Directions: Return the lines below exactly, from the first one through the line that has "pub const DEFAULT_QR_MARGIN: u32 = 1;". Leave out everything after it.

*** Excerpted records Section Begins ***

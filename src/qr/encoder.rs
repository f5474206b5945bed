use image::{DynamicImage, ImageFormat, Rgba as Pixel, RgbaImage};
use qrcode::{EcLevel, QrCode};
use std::io::Cursor;
use tracing::debug;

use super::{Bitmap, QrEncoder, QrFuture, QrRequest};
use crate::color::Rgba;
use crate::error::{CardError, Result};
use crate::model::ErrorCorrectionLevel;

/// Output edge length in pixels, independent of the on-card display size.
pub const DEFAULT_QR_SIZE: u32 = 200;
/// Quiet zone in modules.
pub const DEFAULT_QR_MARGIN: u32 = 1;

/// Encodes QR codes with the `qrcode` crate and paints them into a transparent PNG.
#[derive(Debug, Clone, Copy)]
pub struct QrCodeEncoder {
    size: u32,
    margin: u32,
}

impl Default for QrCodeEncoder {
    fn default() -> Self {
        Self::new(DEFAULT_QR_SIZE, DEFAULT_QR_MARGIN)
    }
}

impl QrCodeEncoder {
    pub fn new(size: u32, margin: u32) -> Self {
        Self {
            size: size.max(1),
            margin,
        }
    }

    /// Synchronous encode; the async [`QrEncoder`] impl runs this on the blocking pool.
    pub fn encode_now(&self, request: &QrRequest) -> Result<Bitmap> {
        let dark = Rgba::parse_hex(&request.color)
            .map_err(|_| CardError::QrEncoding(format!("invalid QR color '{}'", request.color)))?;
        let code = QrCode::with_error_correction_level(request.text.as_bytes(), ec_level(request.level))
            .map_err(|err| CardError::QrEncoding(err.to_string()))?;

        let modules = code.width() as u32;
        let total = modules + self.margin * 2;
        let size = self.size.max(total);
        let scale = size as f32 / total as f32;
        let dark_pixel = Pixel([dark.r, dark.g, dark.b, dark.a]);
        let clear = Pixel([0, 0, 0, 0]);

        let image = RgbaImage::from_fn(size, size, |px, py| {
            let mx = (px as f32 / scale).floor() as i64 - self.margin as i64;
            let my = (py as f32 / scale).floor() as i64 - self.margin as i64;
            let inside = mx >= 0 && my >= 0 && mx < modules as i64 && my < modules as i64;
            if inside && code[(mx as usize, my as usize)] == qrcode::Color::Dark {
                dark_pixel
            } else {
                clear
            }
        });

        let mut png = Vec::new();
        DynamicImage::ImageRgba8(image)
            .write_to(&mut Cursor::new(&mut png), ImageFormat::Png)
            .map_err(|err| CardError::QrEncoding(format!("failed to encode QR bitmap: {}", err)))?;
        debug!(
            "qr: encoded {} modules at level {:?} into {}px",
            modules, request.level, size
        );
        Ok(Bitmap {
            width: size,
            height: size,
            png,
        })
    }
}

impl QrEncoder for QrCodeEncoder {
    fn encode(&self, request: QrRequest) -> QrFuture {
        let encoder = *self;
        Box::pin(async move {
            tokio::task::spawn_blocking(move || encoder.encode_now(&request))
                .await
                .map_err(|err| CardError::QrEncoding(format!("encoder task failed: {}", err)))?
        })
    }
}

fn ec_level(level: ErrorCorrectionLevel) -> EcLevel {
    match level {
        ErrorCorrectionLevel::L => EcLevel::L,
        ErrorCorrectionLevel::M => EcLevel::M,
        ErrorCorrectionLevel::Q => EcLevel::Q,
        ErrorCorrectionLevel::H => EcLevel::H,
    }
}
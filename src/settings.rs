use anyhow::{Context, Result, anyhow};
use serde::Deserialize;
use std::fs;
use std::path::{Path, PathBuf};
use std::time::Duration;

use crate::qr::{DEFAULT_QR_MARGIN, DEFAULT_QR_SIZE};
use crate::surface::DEFAULT_FETCH_TIMEOUT;

const DEFAULT_SETTINGS_TOML: &str = include_str!("../settings.toml");

#[derive(Debug, Clone, PartialEq)]
pub struct Settings {
    pub export_dpi: u32,
    pub output_dir: PathBuf,
    pub font_path: Option<PathBuf>,
    pub qr_size: u32,
    pub qr_margin: u32,
    pub fetch_timeout: Duration,
}

impl Default for Settings {
    fn default() -> Self {
        Self {
            export_dpi: 300,
            output_dir: PathBuf::from("."),
            font_path: None,
            qr_size: DEFAULT_QR_SIZE,
            qr_margin: DEFAULT_QR_MARGIN,
            fetch_timeout: DEFAULT_FETCH_TIMEOUT,
        }
    }
}

#[derive(Debug, Default, Deserialize)]
struct SettingsFile {
    export: Option<ExportSettings>,
    font: Option<FontSettings>,
    qr: Option<QrSettings>,
    network: Option<NetworkSettings>,
}

#[derive(Debug, Default, Deserialize)]
struct ExportSettings {
    dpi: Option<u32>,
    output_dir: Option<String>,
}

#[derive(Debug, Default, Deserialize)]
struct FontSettings {
    path: Option<String>,
}

#[derive(Debug, Default, Deserialize)]
struct QrSettings {
    size: Option<u32>,
    margin: Option<u32>,
}

#[derive(Debug, Default, Deserialize)]
struct NetworkSettings {
    timeout_secs: Option<u64>,
}

pub fn load_settings(extra_path: Option<&Path>) -> Result<Settings> {
    let mut settings = Settings::default();
    ensure_home_settings_file()?;

    let mut ordered_paths = Vec::new();
    ordered_paths.push(PathBuf::from("settings.toml"));
    ordered_paths.push(PathBuf::from("settings.local.toml"));

    if let Some(home) = home_dir() {
        ordered_paths.push(home.join("settings.toml"));
        ordered_paths.push(home.join("settings.local.toml"));
    }

    if let Some(extra) = extra_path {
        if !extra.exists() {
            return Err(anyhow!("settings file not found: {}", extra.display()));
        }
        ordered_paths.push(extra.to_path_buf());
    }

    for path in ordered_paths {
        if path.exists() {
            let content = fs::read_to_string(&path)
                .with_context(|| format!("failed to read settings: {}", path.display()))?;
            let parsed: SettingsFile = toml::from_str(&content)
                .with_context(|| format!("failed to parse settings: {}", path.display()))?;
            settings.merge(parsed);
        }
    }

    Ok(settings)
}

impl Settings {
    fn merge(&mut self, incoming: SettingsFile) {
        if let Some(export) = incoming.export {
            if let Some(dpi) = export.dpi.filter(|dpi| *dpi > 0) {
                self.export_dpi = dpi;
            }
            if let Some(dir) = export.output_dir.filter(|dir| !dir.trim().is_empty()) {
                self.output_dir = PathBuf::from(dir.trim());
            }
        }
        if let Some(path) = incoming
            .font
            .and_then(|font| font.path)
            .filter(|path| !path.trim().is_empty())
        {
            self.font_path = Some(PathBuf::from(path.trim()));
        }
        if let Some(qr) = incoming.qr {
            if let Some(size) = qr.size.filter(|size| *size > 0) {
                self.qr_size = size;
            }
            if let Some(margin) = qr.margin {
                self.qr_margin = margin;
            }
        }
        if let Some(secs) = incoming
            .network
            .and_then(|network| network.timeout_secs)
            .filter(|secs| *secs > 0)
        {
            self.fetch_timeout = Duration::from_secs(secs);
        }
    }
}

fn ensure_home_settings_file() -> Result<()> {
    let Some(home) = home_dir() else {
        return Ok(());
    };
    fs::create_dir_all(&home)
        .with_context(|| format!("failed to create settings directory: {}", home.display()))?;
    let path = home.join("settings.toml");
    if !path.exists() {
        fs::write(&path, DEFAULT_SETTINGS_TOML)
            .with_context(|| format!("failed to write settings: {}", path.display()))?;
    }
    Ok(())
}

pub fn home_dir() -> Option<PathBuf> {
    std::env::var("HOME").ok().and_then(|home| {
        let home = home.trim();
        if home.is_empty() {
            None
        } else {
            Some(Path::new(home).join(".business-card-rust"))
        }
    })
}
use serde::Serialize;
use std::future::Future;
use std::pin::Pin;

use crate::data::ImageRef;
use crate::error::Result;
use crate::model::{ErrorCorrectionLevel, QrCodeSettings};

mod cache;
mod encoder;

pub use cache::{QrOutcome, QrRenderer};
pub use encoder::{DEFAULT_QR_MARGIN, DEFAULT_QR_SIZE, QrCodeEncoder};

/// A PNG-encoded bitmap with its pixel size.
#[derive(Debug, Clone, PartialEq, Eq, Serialize)]
pub struct Bitmap {
    pub width: u32,
    pub height: u32,
    #[serde(skip)]
    pub png: Vec<u8>,
}

impl Bitmap {
    pub fn is_empty(&self) -> bool {
        self.width == 0 || self.height == 0 || self.png.is_empty()
    }

    pub fn to_image_ref(&self) -> ImageRef {
        ImageRef::from_png(&self.png)
    }
}

/// The (text, color, level) tuple a QR bitmap is memoized by.
#[derive(Debug, Clone, PartialEq, Eq, Hash, Serialize)]
pub struct QrRequest {
    pub text: String,
    pub color: String,
    pub level: ErrorCorrectionLevel,
}

impl QrRequest {
    pub fn new(text: impl Into<String>, color: impl Into<String>, level: ErrorCorrectionLevel) -> Self {
        Self {
            text: text.into(),
            color: color.into(),
            level,
        }
    }

    /// `None` unless the QR slot is enabled and has text to encode.
    pub fn from_settings(settings: &QrCodeSettings) -> Option<Self> {
        if !settings.enabled || settings.text.is_empty() {
            return None;
        }
        Some(Self::new(
            settings.text.clone(),
            settings.color.clone(),
            settings.error_correction_level,
        ))
    }
}

pub type QrFuture = Pin<Box<dyn Future<Output = Result<Bitmap>> + Send>>;

/// Turns a QR request into a bitmap, possibly off the calling task.
pub trait QrEncoder: Send + Sync {
    fn encode(&self, request: QrRequest) -> QrFuture;
}
use anyhow::Result;
use tracing::Level;
use tracing_subscriber::fmt;

/// Installs a stderr subscriber when `verbose` is set; otherwise logging stays off
/// so stdout only carries the written file paths.
pub fn init(verbose: bool) -> Result<()> {
    if !verbose {
        return Ok(());
    }
    let _ = fmt()
        .with_max_level(Level::DEBUG)
        .with_writer(std::io::stderr)
        .with_target(false)
        .with_level(true)
        .with_thread_ids(false)
        .with_thread_names(false)
        .try_init();
    Ok(())
}
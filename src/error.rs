use thiserror::Error;

use crate::export::ExportFormat;

/// Errors raised by the card rendering core.
///
/// Every variant is scoped to a single QR recompute, mount, or export; none of
/// them leaves the mounted surface or the card inputs in a changed state.
#[derive(Debug, Error)]
pub enum CardError {
    /// The QR adapter could not encode the request (capacity, color, worker).
    #[error("QR encoding failed: {0}")]
    QrEncoding(String),

    /// Rasterizing the surface failed.
    #[error("capture failed: {0}")]
    Capture(String),

    /// The surface could not be serialized as a vector document.
    #[error("vector serialization failed: {0}")]
    VectorSerialization(String),

    #[error("failed to load image {location}: {reason}")]
    ImageLoad { location: String, reason: String },

    #[error("invalid color '{0}'")]
    InvalidColor(String),

    #[error("unsupported dpi {0} (expected 1..=1200)")]
    InvalidDpi(u32),

    #[error("no card surface is mounted")]
    NoSurface,

    #[error("{0} export already in progress")]
    Busy(ExportFormat),

    #[error("http client error: {0}")]
    Http(#[from] reqwest::Error),

    #[error("I/O error: {0}")]
    Io(#[from] std::io::Error),
}

pub type Result<T, E = CardError> = std::result::Result<T, E>;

*** Excerpted records Section Ends ***

Answer to this problem:
filename src/qr/encoder.rs
repository f5474206b5945bed
use image::{DynamicImage, ImageFormat, Rgba as Pixel, RgbaImage};
use qrcode::{EcLevel, QrCode};
use std::io::Cursor;
use tracing::debug;

use super::{Bitmap, QrEncoder, QrFuture, QrRequest};
use crate::color::Rgba;
use crate::error::{CardError, Result};
use crate::model::ErrorCorrectionLevel;

/// Output edge length in pixels, independent of the on-card display size.
pub const DEFAULT_QR_SIZE: u32 = 200;
/// Quiet zone in modules.
pub const DEFAULT_QR_MARGIN: u32 = 1;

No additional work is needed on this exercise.